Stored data
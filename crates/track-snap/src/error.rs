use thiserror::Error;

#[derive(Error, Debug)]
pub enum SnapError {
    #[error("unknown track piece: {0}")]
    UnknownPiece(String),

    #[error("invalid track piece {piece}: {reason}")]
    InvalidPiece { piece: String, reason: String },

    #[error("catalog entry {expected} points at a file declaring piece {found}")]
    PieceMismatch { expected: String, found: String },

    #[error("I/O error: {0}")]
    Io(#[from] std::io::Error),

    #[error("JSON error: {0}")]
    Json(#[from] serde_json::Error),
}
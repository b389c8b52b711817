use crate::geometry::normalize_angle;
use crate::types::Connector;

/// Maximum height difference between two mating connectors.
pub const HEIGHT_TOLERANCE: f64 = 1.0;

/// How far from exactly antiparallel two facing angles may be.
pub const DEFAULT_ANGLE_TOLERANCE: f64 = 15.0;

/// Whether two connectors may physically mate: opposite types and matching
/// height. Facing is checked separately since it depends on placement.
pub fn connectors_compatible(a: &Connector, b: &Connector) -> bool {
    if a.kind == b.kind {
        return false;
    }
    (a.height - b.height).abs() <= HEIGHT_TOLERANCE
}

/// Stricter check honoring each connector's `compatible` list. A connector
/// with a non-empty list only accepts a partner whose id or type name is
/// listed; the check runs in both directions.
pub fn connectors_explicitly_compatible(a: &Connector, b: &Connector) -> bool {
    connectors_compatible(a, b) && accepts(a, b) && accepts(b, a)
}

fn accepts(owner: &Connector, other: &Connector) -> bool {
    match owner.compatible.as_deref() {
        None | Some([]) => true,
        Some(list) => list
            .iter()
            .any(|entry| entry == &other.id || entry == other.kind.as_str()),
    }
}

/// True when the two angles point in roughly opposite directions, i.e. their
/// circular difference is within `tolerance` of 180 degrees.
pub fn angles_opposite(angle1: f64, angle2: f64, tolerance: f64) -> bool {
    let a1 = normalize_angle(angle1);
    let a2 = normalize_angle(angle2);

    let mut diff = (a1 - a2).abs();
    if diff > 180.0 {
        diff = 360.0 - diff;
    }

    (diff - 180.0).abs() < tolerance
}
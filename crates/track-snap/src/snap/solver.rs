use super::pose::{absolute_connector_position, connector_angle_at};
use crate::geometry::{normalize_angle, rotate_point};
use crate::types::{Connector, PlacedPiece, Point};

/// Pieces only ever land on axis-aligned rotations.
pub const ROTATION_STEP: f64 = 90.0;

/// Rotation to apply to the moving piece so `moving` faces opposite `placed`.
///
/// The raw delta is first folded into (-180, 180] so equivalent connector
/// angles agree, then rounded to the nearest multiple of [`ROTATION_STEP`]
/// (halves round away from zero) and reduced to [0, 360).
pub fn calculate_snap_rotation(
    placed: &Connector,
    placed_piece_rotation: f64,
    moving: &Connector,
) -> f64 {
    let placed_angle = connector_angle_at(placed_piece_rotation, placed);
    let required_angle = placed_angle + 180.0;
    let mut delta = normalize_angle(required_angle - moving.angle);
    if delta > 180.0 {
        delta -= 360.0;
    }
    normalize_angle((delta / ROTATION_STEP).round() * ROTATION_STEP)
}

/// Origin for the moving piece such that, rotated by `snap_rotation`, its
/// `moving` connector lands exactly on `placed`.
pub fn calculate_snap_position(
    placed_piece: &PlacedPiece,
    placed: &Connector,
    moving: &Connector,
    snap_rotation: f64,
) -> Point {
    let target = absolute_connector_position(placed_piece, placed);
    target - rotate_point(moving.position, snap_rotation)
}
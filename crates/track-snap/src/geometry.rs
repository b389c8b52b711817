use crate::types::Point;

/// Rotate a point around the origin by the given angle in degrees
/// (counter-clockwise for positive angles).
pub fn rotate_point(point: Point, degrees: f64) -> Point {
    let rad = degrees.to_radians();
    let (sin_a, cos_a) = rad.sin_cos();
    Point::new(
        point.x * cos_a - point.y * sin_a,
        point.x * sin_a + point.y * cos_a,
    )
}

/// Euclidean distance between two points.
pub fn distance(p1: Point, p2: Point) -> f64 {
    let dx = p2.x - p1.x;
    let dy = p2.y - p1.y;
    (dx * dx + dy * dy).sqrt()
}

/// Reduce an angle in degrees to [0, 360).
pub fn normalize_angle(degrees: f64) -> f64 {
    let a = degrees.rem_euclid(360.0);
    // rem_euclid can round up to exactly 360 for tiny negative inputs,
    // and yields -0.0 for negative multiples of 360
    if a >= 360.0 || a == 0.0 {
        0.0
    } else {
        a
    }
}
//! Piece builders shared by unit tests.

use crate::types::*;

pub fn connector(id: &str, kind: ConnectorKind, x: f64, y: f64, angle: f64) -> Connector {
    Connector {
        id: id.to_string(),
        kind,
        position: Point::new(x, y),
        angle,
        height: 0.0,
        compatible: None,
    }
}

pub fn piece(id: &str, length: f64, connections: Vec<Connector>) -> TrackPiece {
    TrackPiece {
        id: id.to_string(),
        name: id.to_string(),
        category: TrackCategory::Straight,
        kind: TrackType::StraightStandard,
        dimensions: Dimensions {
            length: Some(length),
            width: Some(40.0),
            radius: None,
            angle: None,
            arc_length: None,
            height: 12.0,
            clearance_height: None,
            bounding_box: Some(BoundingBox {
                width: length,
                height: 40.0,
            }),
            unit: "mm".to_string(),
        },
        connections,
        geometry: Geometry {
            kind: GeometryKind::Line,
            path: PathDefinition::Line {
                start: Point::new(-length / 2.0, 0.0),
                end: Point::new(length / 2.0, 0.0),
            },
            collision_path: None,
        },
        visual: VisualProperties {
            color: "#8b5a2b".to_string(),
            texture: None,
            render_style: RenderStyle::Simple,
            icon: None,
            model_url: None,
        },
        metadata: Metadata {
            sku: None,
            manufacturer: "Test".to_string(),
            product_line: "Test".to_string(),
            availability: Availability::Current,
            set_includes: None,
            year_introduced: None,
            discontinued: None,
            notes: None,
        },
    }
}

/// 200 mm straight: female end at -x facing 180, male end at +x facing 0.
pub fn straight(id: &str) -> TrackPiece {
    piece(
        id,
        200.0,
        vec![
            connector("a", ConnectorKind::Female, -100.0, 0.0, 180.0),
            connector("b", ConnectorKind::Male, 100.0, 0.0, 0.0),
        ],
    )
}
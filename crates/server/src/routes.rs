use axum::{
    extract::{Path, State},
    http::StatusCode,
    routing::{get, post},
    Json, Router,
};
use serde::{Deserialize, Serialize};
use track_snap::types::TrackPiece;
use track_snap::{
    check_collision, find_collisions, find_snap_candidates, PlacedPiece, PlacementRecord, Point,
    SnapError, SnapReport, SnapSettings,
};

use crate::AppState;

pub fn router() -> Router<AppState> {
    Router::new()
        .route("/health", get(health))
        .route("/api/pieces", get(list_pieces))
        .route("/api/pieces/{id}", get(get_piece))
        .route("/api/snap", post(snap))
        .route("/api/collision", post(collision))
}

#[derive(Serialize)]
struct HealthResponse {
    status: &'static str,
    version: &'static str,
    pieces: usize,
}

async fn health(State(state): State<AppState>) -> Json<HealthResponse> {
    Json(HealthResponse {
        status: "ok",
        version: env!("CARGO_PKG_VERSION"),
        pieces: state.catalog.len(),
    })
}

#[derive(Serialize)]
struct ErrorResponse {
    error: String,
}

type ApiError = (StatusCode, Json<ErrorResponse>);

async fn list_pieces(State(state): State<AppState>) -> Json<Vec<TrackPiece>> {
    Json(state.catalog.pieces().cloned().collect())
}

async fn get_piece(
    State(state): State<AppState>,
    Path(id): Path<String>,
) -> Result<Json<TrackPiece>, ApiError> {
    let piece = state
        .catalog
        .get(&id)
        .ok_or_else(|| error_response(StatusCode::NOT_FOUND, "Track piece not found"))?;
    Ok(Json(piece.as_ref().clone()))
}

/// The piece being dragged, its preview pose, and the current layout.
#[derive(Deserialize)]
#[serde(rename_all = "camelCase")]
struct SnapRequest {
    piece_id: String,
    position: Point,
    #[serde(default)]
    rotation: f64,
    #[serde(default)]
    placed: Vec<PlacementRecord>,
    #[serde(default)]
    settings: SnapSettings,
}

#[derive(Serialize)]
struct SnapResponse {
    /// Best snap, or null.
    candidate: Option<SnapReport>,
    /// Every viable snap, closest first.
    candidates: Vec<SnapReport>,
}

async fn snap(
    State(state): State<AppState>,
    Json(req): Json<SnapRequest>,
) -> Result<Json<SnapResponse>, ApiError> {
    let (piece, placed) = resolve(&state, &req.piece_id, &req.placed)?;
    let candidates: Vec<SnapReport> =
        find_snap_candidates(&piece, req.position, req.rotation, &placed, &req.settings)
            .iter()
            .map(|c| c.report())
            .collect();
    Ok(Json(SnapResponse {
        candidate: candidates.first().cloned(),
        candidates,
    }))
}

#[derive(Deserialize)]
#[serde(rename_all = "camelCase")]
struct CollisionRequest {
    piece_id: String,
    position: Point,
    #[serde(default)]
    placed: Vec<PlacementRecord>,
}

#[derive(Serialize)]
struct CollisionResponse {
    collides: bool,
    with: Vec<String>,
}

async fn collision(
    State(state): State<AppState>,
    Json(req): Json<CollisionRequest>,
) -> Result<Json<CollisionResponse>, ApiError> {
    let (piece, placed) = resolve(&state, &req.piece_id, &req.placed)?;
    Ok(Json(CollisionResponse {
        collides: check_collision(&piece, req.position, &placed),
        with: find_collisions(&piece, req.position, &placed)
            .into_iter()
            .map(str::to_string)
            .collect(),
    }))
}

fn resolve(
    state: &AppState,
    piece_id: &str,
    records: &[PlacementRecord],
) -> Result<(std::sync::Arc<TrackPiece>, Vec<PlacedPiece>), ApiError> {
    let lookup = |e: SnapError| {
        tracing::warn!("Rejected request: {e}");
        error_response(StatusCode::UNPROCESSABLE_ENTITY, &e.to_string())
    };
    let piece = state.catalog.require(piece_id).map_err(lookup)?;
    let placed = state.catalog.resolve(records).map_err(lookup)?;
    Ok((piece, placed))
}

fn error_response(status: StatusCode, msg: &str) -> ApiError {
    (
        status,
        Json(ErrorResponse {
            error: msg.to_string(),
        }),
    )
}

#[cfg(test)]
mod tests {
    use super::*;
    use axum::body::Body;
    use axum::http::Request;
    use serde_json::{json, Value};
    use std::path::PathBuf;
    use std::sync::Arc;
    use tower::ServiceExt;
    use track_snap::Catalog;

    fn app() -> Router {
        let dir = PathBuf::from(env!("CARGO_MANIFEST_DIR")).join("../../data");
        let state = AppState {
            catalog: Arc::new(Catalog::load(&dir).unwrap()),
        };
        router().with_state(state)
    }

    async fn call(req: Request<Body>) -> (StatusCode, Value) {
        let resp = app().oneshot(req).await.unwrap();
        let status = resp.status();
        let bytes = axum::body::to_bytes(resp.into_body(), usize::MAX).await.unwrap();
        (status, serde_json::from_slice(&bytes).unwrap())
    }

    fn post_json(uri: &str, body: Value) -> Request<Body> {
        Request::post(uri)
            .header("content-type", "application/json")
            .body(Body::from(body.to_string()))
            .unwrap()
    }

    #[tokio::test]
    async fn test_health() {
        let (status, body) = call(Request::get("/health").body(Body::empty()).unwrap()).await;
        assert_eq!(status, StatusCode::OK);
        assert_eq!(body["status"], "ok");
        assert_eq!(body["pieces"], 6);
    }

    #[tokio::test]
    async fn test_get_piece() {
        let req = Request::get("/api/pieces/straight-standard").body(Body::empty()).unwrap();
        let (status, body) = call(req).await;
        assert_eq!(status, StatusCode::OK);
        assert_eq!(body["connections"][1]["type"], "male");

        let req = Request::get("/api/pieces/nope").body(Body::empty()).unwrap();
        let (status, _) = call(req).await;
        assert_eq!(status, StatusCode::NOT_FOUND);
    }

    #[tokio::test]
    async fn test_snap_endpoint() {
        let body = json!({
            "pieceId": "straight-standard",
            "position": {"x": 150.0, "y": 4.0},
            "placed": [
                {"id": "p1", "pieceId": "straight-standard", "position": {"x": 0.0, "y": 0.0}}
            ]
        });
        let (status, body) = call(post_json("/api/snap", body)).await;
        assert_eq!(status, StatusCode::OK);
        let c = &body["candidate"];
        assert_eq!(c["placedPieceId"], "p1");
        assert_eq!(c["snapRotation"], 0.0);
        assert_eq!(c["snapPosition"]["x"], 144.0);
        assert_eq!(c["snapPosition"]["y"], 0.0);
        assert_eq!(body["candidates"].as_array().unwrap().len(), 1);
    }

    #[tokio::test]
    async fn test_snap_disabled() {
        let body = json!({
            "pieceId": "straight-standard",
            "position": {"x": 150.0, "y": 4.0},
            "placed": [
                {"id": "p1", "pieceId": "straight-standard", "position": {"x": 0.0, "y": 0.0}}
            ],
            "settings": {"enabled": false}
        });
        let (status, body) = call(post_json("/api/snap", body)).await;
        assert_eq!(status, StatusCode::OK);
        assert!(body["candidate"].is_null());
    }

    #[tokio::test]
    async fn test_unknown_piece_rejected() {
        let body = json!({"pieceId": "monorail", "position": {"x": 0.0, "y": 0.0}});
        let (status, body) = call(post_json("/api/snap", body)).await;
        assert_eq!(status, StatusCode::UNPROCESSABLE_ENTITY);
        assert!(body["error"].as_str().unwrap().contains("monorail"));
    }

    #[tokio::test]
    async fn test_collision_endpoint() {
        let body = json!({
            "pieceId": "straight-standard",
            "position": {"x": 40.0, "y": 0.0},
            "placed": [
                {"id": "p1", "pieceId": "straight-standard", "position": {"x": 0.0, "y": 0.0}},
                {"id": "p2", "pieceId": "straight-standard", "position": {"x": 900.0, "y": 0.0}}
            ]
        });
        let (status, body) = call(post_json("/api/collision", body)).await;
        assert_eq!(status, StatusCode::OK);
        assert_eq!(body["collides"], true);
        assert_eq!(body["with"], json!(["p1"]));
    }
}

◆ **To do**:
Quote, with nothing altered, all lines from the start of the entries to the line that carries "String, reason: String", inclusive.

◆ **Written reply**:
filename crates/track-snap/src/error.rs
use thiserror::Error;

#[derive(Error, Debug)]
pub enum SnapError {
    #[error("unknown track piece: {0}")]
    UnknownPiece(String),

    #[error("invalid track piece {piece}: {reason}")]
    InvalidPiece { piece: String, reason: String },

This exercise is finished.